1Universiti Kebangsaan Malaysia (UKM), 43600 Bandar Baru Bangi, Selangor, Malaysia
2Department of Geotechnical Engineering, Faculty of Civil Engineering, K. N. Toosi University of Technology, 1346 Vali Asr Street, Vanak, Tehran 19697, Iran

Received 7 June 2013; Revised 31 July 2013; Accepted 15 August 2013

Academic Editor: Pengcheng Fu

Copyright © 2013 Homayoun Shaverdi et al. This is an open access article distributed under the Creative Commons Attribution License, which permits unrestricted use, distribution, and reproduction in any medium, provided the original work is properly cited.

Abstract

An equation is proposed to unify the yield surface of granular materials by incorporating the fabric and its evolution. In microlevel analysis by employing a Fourier series that was developed to model fabric, it is directly included in the strength of granular materials. Inherent anisotropy is defined as a noncoaxiality between deposition angle and principal compressive stress. Stress-induced anisotropy is defined by the degree of anisotropy and the major direction of the contact normals. The difference between samples which have the same density (or void ratio) but different bedding angles is attributed to this equation. The validity of the formulation is verified by comparison with experimental data.

1. Introduction

There are numerous experimental observations showing that the shape of the failure surface for soils is influenced by the microstructural arrangement (or fabric) (e.g., [13]). It has long been known that the failure condition is influenced by the microstructural arrangement of the constituent particles. Several expressions for failure criteria have been proposed to include the effect of fabric and its evolution. Baker and Desai [4] proposed the so-called joint isotropic invariants of stress and appropriate anisotropic tensorial entities. Pastor [5], by using this method, proposed a constitutive model to account for fabric anisotropy.

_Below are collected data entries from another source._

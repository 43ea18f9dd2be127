//! The tool-calling agent loop of taskloop.
//!
//! A run alternates two phases until the model answers in plain text:
//!
//! 1. **Build context**: system prompt, workspace snapshot and as much of
//!    the conversation as fits the token budget
//! 2. **Ask the model** through the configured [`LlmGateway`](taskloop_core::LlmGateway)
//! 3. **Run the tool batch** sequentially, appending one tool message per
//!    call and stopping at the first failure
//!
//! The loop stops early when the thought-step limit or the consecutive
//! tool-error cap is hit, or when the run is cancelled. Every run ends in
//! an [`AgentRunPayload`] carrying the tool records, the reasoning and a
//! per-step LLM trace.

pub mod calls;
pub mod context;
pub mod local_agent;
pub mod loop_runner;
pub mod outcome;
pub mod recorder;
pub mod stream_event;

#[cfg(test)]
pub(crate) mod test_helpers;

pub use calls::{SchemaRegistry, ToolCallParser, ValidationFailure};
pub use context::{BuiltContext, ContextBuilder, TrimReport};
pub use local_agent::{AgentError, LocalAgent, RunRequest};
pub use loop_runner::{AgentLoopRunner, LoopLimits};
pub use outcome::{AgentRunPayload, RunDiagnostic, RunOutcome, RunStatus, StopReason};
pub use recorder::RunRecorder;
pub use stream_event::{AgentStreamEvent, ChannelObserver, ObserverError, RunObserver, StepSummary};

Pietruszczak and Mroz [6] related inherent anisotropy to the microstructural arrangement within the representative volume of material. They used a second-order tensor whose eigenvectors specify the orientation of the axes of the material symmetry. The failure criteria proposed by Pietruszczak and Mroz [6] were formulated in terms of the stress state and a microstructure tensor. Lade [3], by using the method proposed by Pietruszczak and Mroz [6], related the loading directions to the principal directions of the cross-anisotropic microstructure arrangement of the particles.

In order to connect the microscopic character of the granular materials with overall macroscopic anisotropy, various quantities have been proposed; for example, Oda [1], Oda et al. [2], and Oda [7] defined the fabric of anisotropy by using the distribution of the unit contact normals. Mehrabadi et al. [8] defined another microstructural arrangement and connected these parameters to the overall stress and other mechanical characteristics of granular materials. Gao et al. [9] and Gao and Zhao [10] proposed a generalized anisotropic failure criterion through developing an isotropic failure criterion by introducing two variables to account for fabric anisotropy. The first one is the fabric anisotropy that was proposed by Oda and Nakayama [11] and the second one is the joint invariants of the deviatoric stress tensor and the deviatoric fabric tensor to characterize the relative orientation between stress direction and fabric anisotropy. They related the frictional coefficient to the anisotropic variable . Fu and Dafalias [12] showed that there is a difference between friction angle in the isotropic and anisotropic cases. In the isotropic case, friction angle would be a direction-independent constant, while in the anisotropic case, it is a function of the bedding angle with respect to the shear plane (in the Mohr-Coulomb failure criterion). Fu and Dafalias [13] by using discrete element method (DEM) investigated the effect of fabric on the shear strength of granular materials. They proposed an anisotropic shear failure criterion on the basis of noncoaxiality between the bedding plane orientation and the shear plane. The inherent fabric anisotropy was taken into account by considering the orientation of the bedding plane with respect to the principal stress axes.

The specification of the condition at failure for anisotropic granular soils constitutes an important problem and numerous criteria have been proposed in the past. In this paper, we endeavor to incorporate the effect of inherent and induced anisotropy in the yield surface. The inherent and induced anisotropies are expressed as explicit functions of the bedding angle and the magnitude of anisotropy (in the distribution of contact normals). These two elements (inherent and induced anisotropy) are combined, and the Mohr-Coulomb yield surface which is modified to account for the kinematic yield surface [1416] is developed by including the fabric and its evolution. The equation of the yield surface that is proposed for granular soils is compared with the experimental results from Oda et al. [17]. It shows that the equation is able to capture the shearing behavior of soils with different bedding angles.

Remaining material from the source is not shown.